Report: Companies moving toward hybrid model where employees work from home part-time but live in office
TORONTO — As normalcy slowly returns to the corporate world, a growing number of companies are taking to heart the lessons learned during the pandemic and allowing returning staff to work from home part-time, provided that home is the communal office space.
Julie DeRosa, a general manager at Toronto-based UX design firm LEAFF, highlights the shift to this bold new hybrid model.
“It’s well-known that employee happiness is strongly tied to commute time with the oft quoted statistic that ‘cutting one-hour from a commute is the happiness equivalent to making an extra $40,000 a year.’ This simply takes that observation to its logical conclusion. Incidentally it’s perfect because we plan to enact a salary-freeze for the next two years.”
“But rest assured, despite not paying that money to our workers they will reap its benefits in the form of exciting workplace improvements like communal showers, partially reclining chairs for sleeping, and an ankle-based productivity monitoring system.”
In preparation, ground is already being broken on the new on-site commissary store which will provide employees with groceries, sundries, and no reason to ever leave the office. For added convenience, workers’ wages will now be issued in LEAFFbucks, a new scrip currency that can be spent at any of the company’s stores, vending machines or water fountains.
“The comfort of our employees is our top concern, while at work-home they shouldn’t feel shackled to their desk. They should be able to stretch their legs, grab a reasonably priced snack, or catch-up on household chores. That last one will be especially important as we have laid off the entire custodial staff.”
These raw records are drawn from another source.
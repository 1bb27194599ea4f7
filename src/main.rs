use std::process::ExitCode;
use std::time::Duration;

use clap::{Parser, Subcommand};
use tracing_subscriber::EnvFilter;

use murmur_relay::voice::{AudioCapture, AudioPlayback, TextToSpeech, vad};
use murmur_relay::{Config, Daemon};

/// Murmur - voice-chat relay with on-device utterance detection
#[derive(Parser)]
#[command(name = "murmur", version, about)]
struct Cli {
    /// Port to listen on (overrides the config file)
    #[arg(long, env = "MURMUR_PORT")]
    port: Option<u16>,

    /// Relay endpoint the voice session posts utterances to; defaults
    /// to the local server
    #[arg(long, env = "MURMUR_RELAY_URL")]
    relay_url: Option<String>,

    /// Increase verbosity (-v, -vv, -vvv)
    #[arg(short, long, action = clap::ArgAction::Count)]
    verbose: u8,

    /// Disable the local voice session (for headless servers without
    /// audio hardware)
    #[arg(long, env = "MURMUR_DISABLE_VOICE")]
    disable_voice: bool,

    #[command(subcommand)]
    command: Option<Command>,
}

#[derive(Subcommand)]
#[allow(clippy::enum_variant_names)]
enum Command {
    /// Test microphone input
    TestMic {
        /// Duration in seconds
        #[arg(short, long, default_value = "5")]
        duration: u64,
    },
    /// Test speaker output
    TestSpeaker,
    /// Test TTS output
    TestTts {
        /// Text to speak
        #[arg(default_value = "Hello! This is a test of the text to speech system.")]
        text: String,
    },
}

#[tokio::main]
async fn main() -> ExitCode {
    let cli = Cli::parse();

    // Set up logging based on verbosity
    let filter = match cli.verbose {
        0 => "info,murmur_relay=info",
        1 => "info,murmur_relay=debug",
        2 => "debug",
        _ => "trace",
    };

    tracing_subscriber::fmt()
        .with_env_filter(EnvFilter::new(filter))
        .init();

    match run(cli).await {
        Ok(()) => ExitCode::SUCCESS,
        Err(e) => {
            tracing::error!("fatal: {e}");
            ExitCode::FAILURE
        }
    }
}

#[allow(clippy::future_not_send)]
async fn run(cli: Cli) -> anyhow::Result<()> {
    // Handle subcommands
    if let Some(cmd) = cli.command {
        return match cmd {
            Command::TestMic { duration } => test_mic(duration).await,
            Command::TestSpeaker => test_speaker(),
            Command::TestTts { text } => test_tts(&text).await,
        };
    }

    // Load configuration; missing credentials are fatal here
    let mut config = Config::load(cli.disable_voice)?;
    if let Some(port) = cli.port {
        config.server.port = port;
    }
    if cli.relay_url.is_some() {
        config.voice.relay_url = cli.relay_url;
    }

    tracing::info!(
        port = config.server.port,
        voice = config.voice.enabled,
        "starting murmur relay"
    );

    let voice_enabled = config.voice.enabled;
    let daemon = Daemon::new(config).await?;

    if voice_enabled {
        tracing::info!("murmur ready - speak after the greeting");
    } else {
        tracing::info!("murmur ready (relay-only mode, voice disabled)");
    }

    // Run until interrupted
    daemon.run().await?;

    Ok(())
}

/// Width of the RMS meter in the mic test
const METER_WIDTH: usize = 50;

/// Print a once-a-second RMS/peak meter from live microphone input
#[allow(clippy::future_not_send)]
async fn test_mic(duration: u64) -> anyhow::Result<()> {
    println!("Listening for {duration} seconds - speak into your microphone.\n");

    let mut capture = AudioCapture::new()?;
    capture.start()?;
    println!("Capture rate: {} Hz\n", capture.sample_rate());

    for second in 1..=duration {
        tokio::time::sleep(Duration::from_secs(1)).await;

        let samples = capture.take_frame().unwrap_or_default();
        let energy = vad::rms(&samples);
        let peak = samples.iter().fold(0.0f32, |max, s| max.max(s.abs()));

        #[allow(clippy::cast_possible_truncation, clippy::cast_sign_loss)]
        let filled = ((energy * 100.0) as usize).min(METER_WIDTH);
        println!(
            "[{second:2}s] rms {energy:.4}  peak {peak:.4}  |{:<width$}|",
            "#".repeat(filled),
            width = METER_WIDTH
        );
    }

    capture.stop();

    println!("\nA flat meter usually means the wrong input device is active.");
    println!("Check `pactl info` / `arecord -l` for the current source.");

    Ok(())
}

/// Play a short sine tone through the default output device
fn test_speaker() -> anyhow::Result<()> {
    const TONE_HZ: f32 = 440.0;
    const TONE_SECS: f32 = 2.0;
    const RATE: u32 = 24000;

    println!("Playing a {TONE_HZ} Hz tone for {TONE_SECS} seconds...");

    #[allow(
        clippy::cast_precision_loss,
        clippy::cast_possible_truncation,
        clippy::cast_sign_loss
    )]
    let samples: Vec<f32> = (0..(RATE as f32 * TONE_SECS) as usize)
        .map(|n| {
            let t = n as f32 / RATE as f32;
            (t * TONE_HZ * std::f32::consts::TAU).sin() * 0.3
        })
        .collect();

    let playback = AudioPlayback::new()?;
    playback.play_blocking(samples)?;

    println!("Done. If the tone was missing, check the default sink with `pactl info`.");

    Ok(())
}

/// Synthesize a line through the configured TTS provider and play it
async fn test_tts(text: &str) -> anyhow::Result<()> {
    println!("Synthesizing: \"{text}\"");

    let config = Config::load(true)?;
    let tts = TextToSpeech::new_deepgram(
        config.api_keys.deepgram.unwrap_or_default(),
        config.tts_model,
    )?;

    let mp3 = tts.synthesize(text).await?;
    println!("Received {} bytes of audio", mp3.len());

    let playback = AudioPlayback::new()?;
    playback.play_mp3_blocking(&mp3)?;

    println!("Done. If you heard the line, TTS is working.");

    Ok(())
}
While the new model is ambitious, LEAFF have experimented before with changing their work culture at large. A pilot program yielded promising results after a keycard malfunction locked several interns inside the building over the winter break. ”The survivors had some great ideas for streamlining the design process,” notes DeRosa.
“At the end of the day, our goal isn’t simply to design a more livable office space. We much prefer to think of it as permanently erasing the line between work-life and home-life, until all-life is just a greyish homogeneous blur punctuated only by brief dreamless sleep.”
If the hybrid work-model proves effective, LEAFF management is already drafting plans for a new maternity/paternity leave program which allows the parents to take as much time off-work as they need in exchange for a 51% controlling stake of the newborn.